Satisfied with her solution to that particular mystery, she could now admire the garden itself, especially the fact that a huge variety of plants were contained in such a small area yet none seemed to be competing for space with any of the others. The over-all effect was one of complete harmony.
Molly heard footsteps on the stairs and turned to see Charlotte descending to the basement.
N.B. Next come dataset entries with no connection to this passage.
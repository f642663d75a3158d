//! Stored record model
//!
//! A [`CacheEntry`] is the envelope persisted to the backing store. It is
//! encoded with bincode and carries the (possibly compressed) payload with
//! its checksum, expiry and access statistics.

use crate::checksum::ChecksumResult;
use crate::errors::{Error, RecoveryHint, Result, SerializationOp};
use crate::storage::compression::CompressionAlgorithm;
use serde::de::DeserializeOwned;
use serde::{Deserialize, Serialize};
use sha2::{Digest, Sha256};

/// Longest accepted caller key, in bytes
pub const MAX_KEY_LEN: usize = 1024;

/// Persisted cache record
#[derive(Debug, Clone, PartialEq, Serialize, Deserialize)]
pub struct CacheEntry {
    /// Caller key, kept so a storage key can be mapped back
    pub key: String,
    /// Serialized value, compressed when `compressed` is set
    pub data: Vec<u8>,
    /// Creation time, epoch milliseconds
    pub timestamp: u64,
    /// Entry-specific TTL in milliseconds; the cache default applies when unset
    pub ttl: Option<u64>,
    /// Digest of the logical input the value was computed from
    pub hash: Option<String>,
    /// Length of `data`
    pub size: u64,
    /// Length of the uncompressed payload
    pub original_size: u64,
    pub compressed: bool,
    pub compression: Option<CompressionAlgorithm>,
    /// Checksum of the uncompressed payload
    pub checksum: Option<ChecksumResult>,
    pub access_count: u64,
    pub last_accessed: u64,
}

impl CacheEntry {
    /// Uncompressed entry created at `now`
    pub fn new(key: impl Into<String>, data: Vec<u8>, now: u64) -> Self {
        let size = data.len() as u64;
        Self {
            key: key.into(),
            data,
            timestamp: now,
            ttl: None,
            hash: None,
            size,
            original_size: size,
            compressed: false,
            compression: None,
            checksum: None,
            access_count: 0,
            last_accessed: now,
        }
    }

    /// Effective TTL in milliseconds
    pub fn ttl_ms(&self, default_ttl_ms: u64) -> u64 {
        self.ttl.unwrap_or(default_ttl_ms)
    }

    /// Expired once strictly more than the TTL has passed since creation
    pub fn is_expired(&self, now: u64, default_ttl_ms: u64) -> bool {
        now.saturating_sub(self.timestamp) > self.ttl_ms(default_ttl_ms)
    }

    pub fn expires_at(&self, default_ttl_ms: u64) -> u64 {
        self.timestamp.saturating_add(self.ttl_ms(default_ttl_ms))
    }

    /// Whether the entry was produced from the given logical input
    pub fn matches_input(&self, input_hash: Option<&str>) -> bool {
        match input_hash {
            Some(expected) => self.hash.as_deref() == Some(expected),
            None => true,
        }
    }

    /// Record an access
    pub fn touch(&mut self, now: u64) {
        self.access_count = self.access_count.saturating_add(1);
        self.last_accessed = now;
    }

    /// Encode the envelope for the backing store
    pub fn encode(&self) -> Result<Vec<u8>> {
        bincode::serialize(self)
            .map_err(|e| Error::serialization(self.key.clone(), SerializationOp::Encode, e))
    }

    /// Decode an envelope read from the backing store
    pub fn decode(storage_key: &str, bytes: &[u8]) -> Result<Self> {
        bincode::deserialize(bytes)
            .map_err(|e| Error::serialization(storage_key, SerializationOp::Decode, e))
    }
}

/// Serialize a caller value into a payload
pub fn serialize_value<T: Serialize + ?Sized>(key: &str, value: &T) -> Result<Vec<u8>> {
    bincode::serialize(value).map_err(|e| Error::Serialization {
        key: key.to_string(),
        operation: SerializationOp::Encode,
        source: Box::new(e),
        recovery_hint: RecoveryHint::Manual {
            instructions: "Check that the value is serializable".to_string(),
        },
    })
}

/// Deserialize a payload into a caller value
pub fn deserialize_value<T: DeserializeOwned>(key: &str, data: &[u8]) -> Result<T> {
    bincode::deserialize(data)
        .map_err(|e| Error::serialization(key, SerializationOp::Decode, e))
}

/// Reject keys the cache cannot store
pub fn validate_key(key: &str) -> Result<()> {
    let reason = if key.is_empty() {
        "key must not be empty".to_string()
    } else if key.len() > MAX_KEY_LEN {
        format!("key is {} bytes, limit is {MAX_KEY_LEN}", key.len())
    } else {
        return Ok(());
    };

    Err(Error::InvalidKey {
        key: key.chars().take(64).collect(),
        reason,
        recovery_hint: RecoveryHint::Manual {
            instructions: "Use a non-empty key of at most 1024 bytes".to_string(),
        },
    })
}

/// Backend key for a caller key: SHA-256 hex, safe for any store
pub fn storage_key(key: &str) -> String {
    hex::encode(Sha256::digest(key.as_bytes()))
}

/// Digest of a logical input, used to invalidate entries when it changes
pub fn hash_input<T: Serialize + ?Sized>(input: &T) -> Result<String> {
    let serialized = serde_json::to_vec(input).map_err(|e| Error::Serialization {
        key: String::new(),
        operation: SerializationOp::Encode,
        source: Box::new(e),
        recovery_hint: RecoveryHint::Manual {
            instructions: "Check that the input is serializable".to_string(),
        },
    })?;
    Ok(hex::encode(Sha256::digest(&serialized)))
}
She was visibly emotional but the earlier signs of stress and strain had eased significantly and she looked genuinely happy.
Sherlock glanced up too, as she stepped down into the room, and raised a questioning eyebrow.
'They're fine,' Charlotte assured him. 'Just fine. Thank you for making a start on the tea. I can take it from here, if you like,' she added.
'No, that's quite alright,' he replied. 'I think I've got this. You just relax.'
'Well, if you're sure.'
Quite sure. And besides, I think Molly would love a guided tour of your garden but is just too polite to ask.'
Charlotte looked at Molly, who blushed instantly.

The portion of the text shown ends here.